# Exercise requirements
Show me each line of the listing below where the word "missing" appears.

# Data provided
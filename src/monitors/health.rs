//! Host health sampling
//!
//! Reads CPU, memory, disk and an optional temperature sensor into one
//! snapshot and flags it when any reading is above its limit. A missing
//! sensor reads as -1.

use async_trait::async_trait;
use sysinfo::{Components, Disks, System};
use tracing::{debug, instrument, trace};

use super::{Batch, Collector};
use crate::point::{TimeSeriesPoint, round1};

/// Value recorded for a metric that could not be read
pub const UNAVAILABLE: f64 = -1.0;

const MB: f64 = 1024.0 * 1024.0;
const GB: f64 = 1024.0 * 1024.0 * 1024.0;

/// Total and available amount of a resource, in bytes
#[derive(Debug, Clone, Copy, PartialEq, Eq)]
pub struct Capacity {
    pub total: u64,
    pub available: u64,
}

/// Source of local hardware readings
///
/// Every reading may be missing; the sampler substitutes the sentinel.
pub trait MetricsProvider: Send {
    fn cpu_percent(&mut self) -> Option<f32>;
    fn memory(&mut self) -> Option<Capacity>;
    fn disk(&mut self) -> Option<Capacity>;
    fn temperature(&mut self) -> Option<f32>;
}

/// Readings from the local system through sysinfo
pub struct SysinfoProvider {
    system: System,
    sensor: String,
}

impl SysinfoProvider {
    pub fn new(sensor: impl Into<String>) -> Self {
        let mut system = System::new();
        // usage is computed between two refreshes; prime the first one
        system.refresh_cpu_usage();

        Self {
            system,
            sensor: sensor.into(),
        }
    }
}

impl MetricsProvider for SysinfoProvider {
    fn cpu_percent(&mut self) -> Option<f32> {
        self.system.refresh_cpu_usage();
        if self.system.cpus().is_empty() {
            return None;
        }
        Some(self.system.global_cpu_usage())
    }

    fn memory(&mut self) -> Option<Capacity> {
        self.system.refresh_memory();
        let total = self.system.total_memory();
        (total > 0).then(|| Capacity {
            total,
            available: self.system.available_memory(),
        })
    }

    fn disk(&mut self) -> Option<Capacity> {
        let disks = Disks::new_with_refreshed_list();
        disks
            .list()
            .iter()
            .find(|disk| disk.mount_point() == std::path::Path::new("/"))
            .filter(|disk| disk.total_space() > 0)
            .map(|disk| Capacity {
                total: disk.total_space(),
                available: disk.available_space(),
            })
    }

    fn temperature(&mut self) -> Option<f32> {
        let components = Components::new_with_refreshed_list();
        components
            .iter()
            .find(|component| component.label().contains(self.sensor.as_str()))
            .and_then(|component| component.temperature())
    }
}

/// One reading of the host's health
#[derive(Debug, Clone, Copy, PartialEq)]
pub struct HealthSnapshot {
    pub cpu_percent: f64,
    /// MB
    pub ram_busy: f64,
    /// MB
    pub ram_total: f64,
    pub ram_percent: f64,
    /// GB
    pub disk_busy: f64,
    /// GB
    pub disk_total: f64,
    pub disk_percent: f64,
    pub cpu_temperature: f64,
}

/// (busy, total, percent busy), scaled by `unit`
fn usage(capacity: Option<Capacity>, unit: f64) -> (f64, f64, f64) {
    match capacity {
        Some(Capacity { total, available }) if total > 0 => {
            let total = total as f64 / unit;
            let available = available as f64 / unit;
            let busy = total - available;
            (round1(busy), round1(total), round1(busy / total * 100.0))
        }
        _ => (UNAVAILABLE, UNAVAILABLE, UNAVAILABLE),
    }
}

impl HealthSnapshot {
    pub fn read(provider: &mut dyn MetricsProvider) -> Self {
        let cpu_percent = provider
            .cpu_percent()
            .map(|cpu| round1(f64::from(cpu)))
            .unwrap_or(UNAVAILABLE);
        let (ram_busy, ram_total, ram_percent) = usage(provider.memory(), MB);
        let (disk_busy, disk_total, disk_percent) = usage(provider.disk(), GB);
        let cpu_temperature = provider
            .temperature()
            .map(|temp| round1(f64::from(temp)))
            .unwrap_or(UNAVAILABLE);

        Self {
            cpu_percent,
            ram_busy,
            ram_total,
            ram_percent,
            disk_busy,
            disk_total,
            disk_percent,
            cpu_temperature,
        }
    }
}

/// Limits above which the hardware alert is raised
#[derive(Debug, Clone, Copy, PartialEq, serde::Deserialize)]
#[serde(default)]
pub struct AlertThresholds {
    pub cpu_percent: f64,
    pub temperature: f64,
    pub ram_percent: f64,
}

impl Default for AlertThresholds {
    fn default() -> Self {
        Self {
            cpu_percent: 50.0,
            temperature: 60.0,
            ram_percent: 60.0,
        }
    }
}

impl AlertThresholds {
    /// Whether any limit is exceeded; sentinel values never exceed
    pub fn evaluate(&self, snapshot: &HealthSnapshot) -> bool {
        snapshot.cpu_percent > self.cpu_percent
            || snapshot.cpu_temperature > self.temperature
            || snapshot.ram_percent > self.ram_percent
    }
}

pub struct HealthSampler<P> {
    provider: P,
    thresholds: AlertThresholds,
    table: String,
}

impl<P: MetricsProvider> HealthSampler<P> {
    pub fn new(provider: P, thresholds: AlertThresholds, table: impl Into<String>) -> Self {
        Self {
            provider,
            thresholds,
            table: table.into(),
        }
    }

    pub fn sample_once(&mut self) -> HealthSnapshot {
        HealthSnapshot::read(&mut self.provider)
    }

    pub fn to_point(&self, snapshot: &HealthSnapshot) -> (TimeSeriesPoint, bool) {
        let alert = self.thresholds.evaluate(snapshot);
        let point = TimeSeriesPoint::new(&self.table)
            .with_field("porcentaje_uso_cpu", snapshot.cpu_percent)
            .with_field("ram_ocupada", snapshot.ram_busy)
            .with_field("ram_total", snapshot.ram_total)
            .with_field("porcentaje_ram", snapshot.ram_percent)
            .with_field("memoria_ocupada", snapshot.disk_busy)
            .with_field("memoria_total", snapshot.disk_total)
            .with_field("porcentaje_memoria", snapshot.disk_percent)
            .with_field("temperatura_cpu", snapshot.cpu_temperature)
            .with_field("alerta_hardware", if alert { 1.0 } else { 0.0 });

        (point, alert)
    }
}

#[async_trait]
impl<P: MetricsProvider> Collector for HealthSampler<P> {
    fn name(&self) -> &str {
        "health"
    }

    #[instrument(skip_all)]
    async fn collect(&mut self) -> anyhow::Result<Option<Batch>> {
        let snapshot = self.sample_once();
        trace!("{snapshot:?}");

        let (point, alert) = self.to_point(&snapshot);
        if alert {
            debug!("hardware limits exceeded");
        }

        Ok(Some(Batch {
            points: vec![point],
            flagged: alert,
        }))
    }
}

# Task answer
//! snapshot and flags it when any reading is above its limit. A missing
/// Every reading may be missing; the sampler substitutes the sentinel.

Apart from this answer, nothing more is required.